Robert Johnston and Colene Krammes, both residents of Canton, Ohio, were introduced at a friend’s wedding and began a traditional courtship with Sunday dinners with family and writing love letters to each other in long-hand. After marrying in 1944, they had a bright future ahead and so many dreams.
After being employed as purchasing agent for Wheeling Machine Products Company, Bob and Colene left Canton and moved to Dimmydale, West Virginia. Eventually that led to thirty–five years of employment for Bob. Colene initially worked for the Ohio Gas Company giving cooking demonstrations on the newest models of stoves, but later worked as a Home Economics and Science teacher aligning her college degree.
This newly married couple was no different than most others. Their love for each other was deep and their dreams of married life portrayed images of having their own children and finding a family centered church to call home. But life introduced a spin on their plans and no children were born at a time when medical intervention for conception issues was not an option. A single phone call changed the course of their devastating situation and maneuvered hope back into their dream. The Florence Crittenton Home answered Bob and Colene’s prayers of wanting a family and needing children to love.
In 1947, a precious little girl, Gayle, was adopted from the Crittenton Home. As they held this tiny bundle, they marveled at her perfect little rose bud mouth and tiny fingers. Loving this beautiful little girl as their own was easy for Bob and Colene. The warmth generated by the love in their home was endless, and the natural thing to do was give Gayle a brother or sister. So, in 1949, brother Rob was brought home to meet his older sister who marveled at his tiny little hands!

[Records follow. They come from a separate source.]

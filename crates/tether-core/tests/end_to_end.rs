//! Bus, tracker and in-memory server wired together.

use std::sync::Arc;
use std::time::Duration;

use serde_json::json;
use tether_core::app::{
    BackgroundJobAction, Presentation, ProgressMonitor, Tether, TetherBuilder, TetherConfig,
};
use tether_core::domain::{Channel, JobFailure, JobId, JobState};
use tether_core::impls::InMemoryServer;

fn job(n: u8) -> JobId {
    JobId::parse(&format!("00000000-0000-4000-8000-0000000000{n:02}")).unwrap()
}

fn wire(server: &Arc<InMemoryServer>, config: TetherConfig) -> Tether {
    TetherBuilder::new()
        .server(server.clone())
        .config(config)
        .seed(42)
        .build()
        .unwrap()
}

#[tokio::test(start_paused = true)]
async fn progress_then_success() {
    let server = Arc::new(InMemoryServer::with_poll_timeout(Duration::from_secs(30)));
    let tether = wire(&server, TetherConfig::default());
    let id = job(1);

    let handle = tether
        .tracker
        .track(id.clone(), Some(json!({"tag": "reload"})))
        .unwrap();
    let mut monitor = ProgressMonitor::spawn(tether.tracker.attach(&id).unwrap());
    assert_eq!(tether.bus.channels(), vec![Channel::progress(&id)]);
    tether.start();

    server.report_progress(&id, 1, 4, "Reading").await;
    assert!(monitor.changed().await);
    assert_eq!(monitor.snapshot().percent(), Some(25));
    assert_eq!(monitor.snapshot().message(), Some("Reading"));

    server.complete(&id, json!(null)).await;
    assert_eq!(handle.wait().await, Ok(Some(json!({"tag": "reload"}))));

    assert_eq!(tether.tracker.pending_jobs(), 0);
    assert_eq!(tether.tracker.state(&id), None);
    assert!(tether.bus.channels().is_empty());
    assert!(tether.bus.last() >= 2);
    tether.shutdown().await;
    assert!(!tether.bus.is_active());
}

#[tokio::test(start_paused = true)]
async fn failure_carries_the_traceback() {
    let server = Arc::new(InMemoryServer::with_poll_timeout(Duration::from_secs(30)));
    let tether = wire(&server, TetherConfig::default());
    let id = job(2);

    let handle = tether.tracker.track(id.clone(), None).unwrap();
    tether.start();
    server.fail(&id, "Traceback (most recent call last): ...").await;

    match handle.wait().await {
        Err(JobFailure::Failed { traceback, .. }) => {
            assert_eq!(traceback.as_deref(), Some("Traceback (most recent call last): ..."));
        }
        other => panic!("unexpected outcome: {other:?}"),
    }
    tether.shutdown().await;
}

#[tokio::test(start_paused = true)]
async fn cancel_goes_through_the_server() {
    let server = Arc::new(InMemoryServer::with_poll_timeout(Duration::from_secs(30)));
    let tether = wire(&server, TetherConfig::default());
    let id = job(3);

    let handle = tether.tracker.track(id.clone(), None).unwrap();
    assert_eq!(tether.tracker.state(&id), Some(JobState::Pending));
    tether.start();
    tether.tracker.cancel(&id).await.unwrap();

    assert_eq!(handle.wait().await, Err(JobFailure::Cancelled));
    assert_eq!(server.cancel_requests().await, vec![id]);
    tether.shutdown().await;
}

#[tokio::test(start_paused = true)]
async fn silent_job_times_out() {
    let server = Arc::new(InMemoryServer::with_poll_timeout(Duration::from_secs(30)));
    let mut config = TetherConfig::default();
    config.tracker.job_time_limit_secs = 90;
    let tether = wire(&server, config);
    let id = job(4);

    let started = tokio::time::Instant::now();
    let handle = tether.tracker.track(id.clone(), None).unwrap();
    tether.start();

    assert_eq!(handle.wait().await, Err(JobFailure::TimedOut));
    assert!(started.elapsed() >= Duration::from_secs(90));
    assert!(tether.bus.channels().is_empty());

    // a late success for a forgotten job changes nothing
    server.complete(&id, json!(null)).await;
    tokio::time::sleep(Duration::from_secs(1)).await;
    assert_eq!(tether.tracker.pending_jobs(), 0);
    tether.shutdown().await;
}

#[tokio::test(start_paused = true)]
async fn poll_failures_back_off_and_recover() {
    let server = Arc::new(InMemoryServer::with_poll_timeout(Duration::from_secs(30)));
    let tether = wire(&server, TetherConfig::default());
    let id = job(5);

    let handle = tether.tracker.track(id.clone(), None).unwrap();
    server.fail_next(2).await;
    server.complete(&id, json!({"tag": "reload"})).await;

    let started = tokio::time::Instant::now();
    tether.start();
    assert_eq!(handle.wait().await, Ok(Some(json!({"tag": "reload"}))));

    // two error delays of at least 10s + 1s each
    assert!(started.elapsed() >= Duration::from_secs(22));
    assert!(server.poll_count().await >= 3);
    tether.shutdown().await;
}

#[tokio::test(start_paused = true)]
async fn background_job_action_drives_a_progress_bar() {
    let server = Arc::new(InMemoryServer::with_poll_timeout(Duration::from_secs(30)));
    let tether = wire(&server, TetherConfig::default());
    let id = job(6);

    let action = json!({
        "type": "web.celery.background_job",
        "tag": "block_with_progress",
        "params": {"uuid": id.as_str(), "cancellable": true}
    });
    let action = BackgroundJobAction::from_value(&action).unwrap().unwrap();
    let background = tether
        .tracker
        .append_background_job(&action)
        .unwrap()
        .unwrap();
    assert_eq!(background.presentation, Presentation::ProgressBar { cancellable: true });
    let mut monitor = ProgressMonitor::spawn(background.progress.unwrap());
    tether.start();

    for step in 1..=3 {
        server.report_progress(&id, step, 3, "Importing").await;
        assert!(monitor.changed().await);
    }
    assert_eq!(monitor.snapshot().percent(), Some(100));

    server.complete(&id, json!(null)).await;
    assert_eq!(background.handle.wait().await, Ok(None));
    assert!(!monitor.changed().await);
    tether.shutdown().await;
}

The house in Dimmydale seemed to be shrinking as the children grew larger and became more active. They decided to find a big, old house in the country that would provide more room for their children and welcome friends and family from afar. A century house beckoned this family with its huge front porch and sprawling lawn. The Johnstons was inscribed on the mailbox for the next fifty years.
Loving these children was so natural for these two amazing Christian people that in 1951, a third child was adopted. This little baby was brother, Bruce. In 1954, plans were made to adopt one more child to complete the family! But one snowy evening, the social worker called the Johnston house to explain that she had a bit of a problem. Bob answered the phone and without discussing anything with Colene, a smile creased his face as he told the social worker that “her problem” was not a problem at all. So, at dinner, without explaining the reason to Colene, he said they had to bundle up the children and go to Sears to buy another crib. Being the prudent and practical person Colene was, she answered, “Honey, that crib is just fine.” Bob said, “Yes, for one baby!” He gently asked her, “Honey, do you have enough love in your heart for two babies? There are twins!” What seemed like only a nanosecond later, Colene tearfully answered, “How wonderful! And yes, I will have the children ready to go shortly!” The twins, a boy, Chris and a girl, Tina were brought home in December of 1954 to complete their family… and a special family it still is with siblings close at heart because of having been gifted the profound love and compassion Bob and Colene lived every day.
This is not just a story of how two gracious and incredibly compassionate people needed children to love; it is a story of how the Florence Crittenton Home has reached out across the different eras to serve their community and enable others to live their dreams.